■ **YOUR OBJECTIVE**:
Tell how many lines below include the word "configuration". Only the number should appear.

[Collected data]
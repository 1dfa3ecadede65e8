//! nucdecay: command-line decay calculator.
//!
//! Loads a decay dataset, optionally through a decomposition cache, and
//! decays inventories given on the command line.

use std::path::PathBuf;
use std::sync::Arc;

use anyhow::{Context, Result, bail};
use clap::{Args, Parser, Subcommand};
use nucdecay_core::{Nuclide, QuantityUnit, TimeUnit};
use nucdecay_engine::{DatasetSpec, DecayDataset};
use nucdecay_inventory::{Inventory, Precision, SolverConfig, TimeGrid};
use tracing::{debug, info};

/// Analytical radioactive decay-chain calculator.
#[derive(Parser, Debug)]
#[command(name = "nucdecay", version, about = "Radioactive decay-chain solver")]
struct Cli {
    /// Config file (TOML or JSON)
    #[arg(long, global = true)]
    config: Option<PathBuf>,

    /// Dataset JSON file, overrides the configured one
    #[arg(long, global = true)]
    dataset: Option<PathBuf>,

    /// Decomposition cache file, overrides the configured one
    #[arg(long, global = true)]
    cache: Option<PathBuf>,

    /// Log level (trace, debug, info, warn, error)
    #[arg(long, global = true)]
    log_level: Option<String>,

    /// Log output format ("text" or "json")
    #[arg(long, global = true)]
    log_format: Option<String>,

    #[command(subcommand)]
    command: Commands,
}

#[derive(Subcommand, Debug)]
enum Commands {
    /// Decay an inventory by a time period.
    Decay(DecayArgs),
    /// Decay an inventory over a time grid and print the table as JSON.
    Series(SeriesArgs),
    /// Show the dataset, or one nuclide of it.
    Info(InfoArgs),
    /// Build the decomposition cache for the dataset.
    BuildCache,
}

#[derive(Args, Debug)]
struct InventoryArgs {
    /// Nuclide quantities as NAME=VALUE, e.g. Mo-99=1e15
    #[arg(short, long = "nuclide", value_delimiter = ',', required = true)]
    nuclides: Vec<String>,

    /// Unit of the given quantities (atoms, Bq, mCi, g, mol, ...)
    #[arg(short, long, default_value = "atoms")]
    unit: String,

    /// Use exact rational matrices
    #[arg(long)]
    high_precision: bool,

    /// Significant figures for high-precision exponentials
    #[arg(long)]
    sig_figs: Option<u32>,
}

#[derive(Args, Debug)]
struct DecayArgs {
    #[command(flatten)]
    inventory: InventoryArgs,

    /// Decay time
    #[arg(short, long, allow_negative_numbers = true)]
    time: f64,

    /// Unit of the decay time (defaults to the configured unit)
    #[arg(long)]
    time_unit: Option<String>,

    /// Unit of the reported quantities
    #[arg(short, long, default_value = "atoms")]
    output: String,
}

#[derive(Args, Debug)]
struct SeriesArgs {
    #[command(flatten)]
    inventory: InventoryArgs,

    /// Total duration of a uniform grid
    #[arg(short, long, conflicts_with = "times")]
    duration: Option<f64>,

    /// Number of points of a uniform grid
    #[arg(short, long, default_value_t = 11)]
    samples: usize,

    /// Explicit time points, comma-separated
    #[arg(long, value_delimiter = ',')]
    times: Vec<f64>,

    /// Unit of the time points
    #[arg(long)]
    time_unit: Option<String>,

    /// Unit of the reported quantities
    #[arg(short, long, default_value = "atoms")]
    output: String,
}

#[derive(Args, Debug)]
struct InfoArgs {
    /// Nuclide to describe
    nuclide: Option<String>,

    /// Unit for half-lives; `readable` picks one per nuclide
    #[arg(long, default_value = "readable")]
    time_unit: String,
}

impl Cli {
    /// Layer command-line overrides on top of the loaded configuration.
    fn into_config(self) -> Result<(SolverConfig, Commands)> {
        let mut config = SolverConfig::load(self.config.as_deref()).context("Failed to load config")?;
        if let Some(dataset) = self.dataset {
            config.dataset = dataset;
        }
        if let Some(cache) = self.cache {
            config.cache = Some(cache);
        }
        if let Some(level) = self.log_level {
            config.log_level = level;
        }
        if let Some(format) = self.log_format {
            config.log_format = format;
        }
        Ok((config, self.command))
    }
}

fn main() -> Result<()> {
    let (config, command) = Cli::parse().into_config()?;
    init_logging(&config.log_level, &config.log_format);
    debug!(?config, "cli: configuration");

    match command {
        Commands::Decay(args) => run_decay(&config, args),
        Commands::Series(args) => run_series(&config, args),
        Commands::Info(args) => run_info(&config, args),
        Commands::BuildCache => run_build_cache(&config),
    }
}

fn run_decay(config: &SolverConfig, args: DecayArgs) -> Result<()> {
    let dataset = load_dataset(config)?;
    let time_unit = resolve_time_unit(config, args.time_unit.as_deref())?;
    let output = parse_quantity_unit(&args.output)?;
    let inventory = build_inventory(config, dataset, &args.inventory)?;

    let decayed = inventory
        .decay(args.time, time_unit)
        .with_context(|| format!("Failed to decay by {} {time_unit}", args.time))?;

    println!("{decayed}");
    for (id, value) in decayed.quantities(output)? {
        println!("  {id:<10} {value:.6e} {output}");
    }
    let power = decayed.total_decay_power();
    if power != 0.0 {
        println!("  decay power: {power:.6e} W");
    }
    let negative = decayed.negative_nuclides();
    if !negative.is_empty() {
        println!("  negative quantities: {negative:?}");
    }
    Ok(())
}

fn run_series(config: &SolverConfig, args: SeriesArgs) -> Result<()> {
    let dataset = load_dataset(config)?;
    let time_unit = resolve_time_unit(config, args.time_unit.as_deref())?;
    let output = parse_quantity_unit(&args.output)?;
    let inventory = build_inventory(config, dataset, &args.inventory)?;

    let grid = match args.duration {
        Some(duration) => TimeGrid::Uniform {
            duration,
            samples: args.samples,
        },
        None if !args.times.is_empty() => TimeGrid::Explicit(args.times),
        None => bail!("Give either --duration or --times"),
    };
    let table = inventory.decay_series(&grid, time_unit, output)?;
    println!("{}", serde_json::to_string_pretty(&table)?);
    Ok(())
}

fn run_info(config: &SolverConfig, args: InfoArgs) -> Result<()> {
    let dataset = load_dataset(config)?;
    let time_unit: Option<TimeUnit> = match args.time_unit.as_str() {
        "readable" => None,
        unit => Some(
            unit.parse()
                .with_context(|| format!("Invalid time unit: {unit}"))?,
        ),
    };
    let half_life = |nuclide: &Nuclide| -> Result<String> {
        Ok(match time_unit {
            Some(unit) if !nuclide.is_stable() => {
                format!("{:.6e} {unit}", dataset.half_life(&nuclide.id, unit)?)
            }
            _ => nuclide.readable_half_life(dataset.year_days()),
        })
    };

    let Some(name) = args.nuclide else {
        println!("Dataset:     {}", dataset.name());
        println!("Fingerprint: {}", dataset.fingerprint_hex());
        println!("Year length: {} days", dataset.year_days());
        println!("Nuclides:    {}", dataset.len());
        for nuclide in dataset.nuclides() {
            println!("  {:<10} {}", nuclide.id, half_life(nuclide)?);
        }
        return Ok(());
    };

    let nuclide = dataset.nuclide(name.as_str())?;
    println!("Nuclide:      {}", nuclide.id);
    println!("Atomic mass:  {} g/mol", nuclide.atomic_mass);
    println!("Half-life:    {}", half_life(nuclide)?);
    if !nuclide.is_stable() {
        println!("Decay const:  {:.6e} 1/s", nuclide.decay_constant);
    }
    for (mode, energy) in dataset.decay_energy(&nuclide.id)? {
        println!("Energy ({mode}): {energy} eV");
    }
    for progeny in dataset.progeny(&nuclide.id)? {
        println!(
            "  -> {:<10} {:<6} {}",
            progeny.id, progeny.mode, progeny.branching_fraction
        );
    }
    Ok(())
}

fn run_build_cache(config: &SolverConfig) -> Result<()> {
    let Some(cache) = config.cache.as_deref() else {
        bail!("No cache path configured (use --cache or NUCDECAY_CACHE)");
    };
    let dataset = DecayDataset::load(&config.dataset)
        .with_context(|| format!("Failed to load dataset: {}", config.dataset.display()))?;
    dataset
        .write_cache(cache)
        .with_context(|| format!("Failed to write cache: {}", cache.display()))?;
    println!("Cache for {} written to {}", dataset.name(), cache.display());
    Ok(())
}

/// Load the configured dataset, through the cache when one is configured.
fn load_dataset(config: &SolverConfig) -> Result<Arc<DecayDataset>> {
    let path = &config.dataset;
    let dataset = match config.cache.as_deref() {
        Some(cache) => {
            let spec = DatasetSpec::from_path(path)
                .with_context(|| format!("Failed to read dataset: {}", path.display()))?;
            DecayDataset::from_spec_cached(&spec, cache)
        }
        None => DecayDataset::load(path),
    }
    .with_context(|| format!("Failed to load dataset: {}", path.display()))?;
    info!(dataset = dataset.name(), nuclides = dataset.len(), "cli: dataset loaded");
    Ok(Arc::new(dataset))
}

fn build_inventory(config: &SolverConfig, dataset: Arc<DecayDataset>, args: &InventoryArgs) -> Result<Inventory> {
    let unit = parse_quantity_unit(&args.unit)?;
    let entries = args
        .nuclides
        .iter()
        .map(|entry| parse_entry(entry))
        .collect::<Result<Vec<_>>>()?;

    let precision = if args.high_precision || config.high_precision {
        Precision::High {
            sig_figs: args.sig_figs.unwrap_or(config.sig_figs),
        }
    } else {
        Precision::Fixed
    };
    Ok(Inventory::new(dataset, entries, unit)?.with_precision(precision))
}

/// Parse `NAME=VALUE`.
fn parse_entry(entry: &str) -> Result<(String, f64)> {
    let Some((name, value)) = entry.split_once('=') else {
        bail!("Expected NAME=VALUE, got {entry:?}");
    };
    let value: f64 = value
        .trim()
        .parse()
        .with_context(|| format!("Invalid quantity for {name}: {value:?}"))?;
    Ok((name.trim().to_string(), value))
}

fn parse_quantity_unit(unit: &str) -> Result<QuantityUnit> {
    unit.parse().with_context(|| format!("Invalid quantity unit: {unit}"))
}

fn resolve_time_unit(config: &SolverConfig, unit: Option<&str>) -> Result<TimeUnit> {
    match unit {
        Some(u) => u.parse().with_context(|| format!("Invalid time unit: {u}")),
        None => config.time_unit().context("Invalid default_time_unit in config"),
    }
}

/// Initialize tracing subscriber with the given log level and output format.
///
/// `RUST_LOG` takes precedence over `level_str` when set.
fn init_logging(level_str: &str, format: &str) {
    use tracing_subscriber::filter::EnvFilter;
    use tracing_subscriber::fmt;
    use tracing_subscriber::prelude::*;

    let filter = EnvFilter::try_from_default_env().unwrap_or_else(|_| EnvFilter::new(level_str));

    if format == "json" {
        tracing_subscriber::registry()
            .with(filter)
            .with(fmt::layer().json().with_writer(std::io::stderr))
            .init();
    } else {
        tracing_subscriber::registry()
            .with(filter)
            .with(fmt::layer().with_target(true).with_level(true).with_writer(std::io::stderr))
            .init();
    }
}

#[cfg(test)]
mod tests {
    use super::*;

    #[test]
    fn parses_entries() {
        assert_eq!(parse_entry("Mo-99=1e15").unwrap(), ("Mo-99".to_string(), 1e15));
        assert_eq!(parse_entry(" Tc-99m = 2.5 ").unwrap(), ("Tc-99m".to_string(), 2.5));
        assert!(parse_entry("Mo-99").is_err());
        assert!(parse_entry("Mo-99=lots").is_err());
    }

    #[test]
    fn cli_overrides_config() {
        let cli = Cli::parse_from([
            "nucdecay",
            "--dataset",
            "/tmp/other.json",
            "--log-level",
            "debug",
            "decay",
            "-n",
            "Mo-99=1",
            "-t",
            "-5",
        ]);
        let (config, command) = cli.into_config().unwrap();
        assert_eq!(config.dataset, PathBuf::from("/tmp/other.json"));
        assert_eq!(config.log_level, "debug");
        match command {
            Commands::Decay(args) => assert_eq!(args.time, -5.0),
            other => panic!("unexpected command {other:?}"),
        }
    }
}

■ **RESULT OF THE TASK**:
2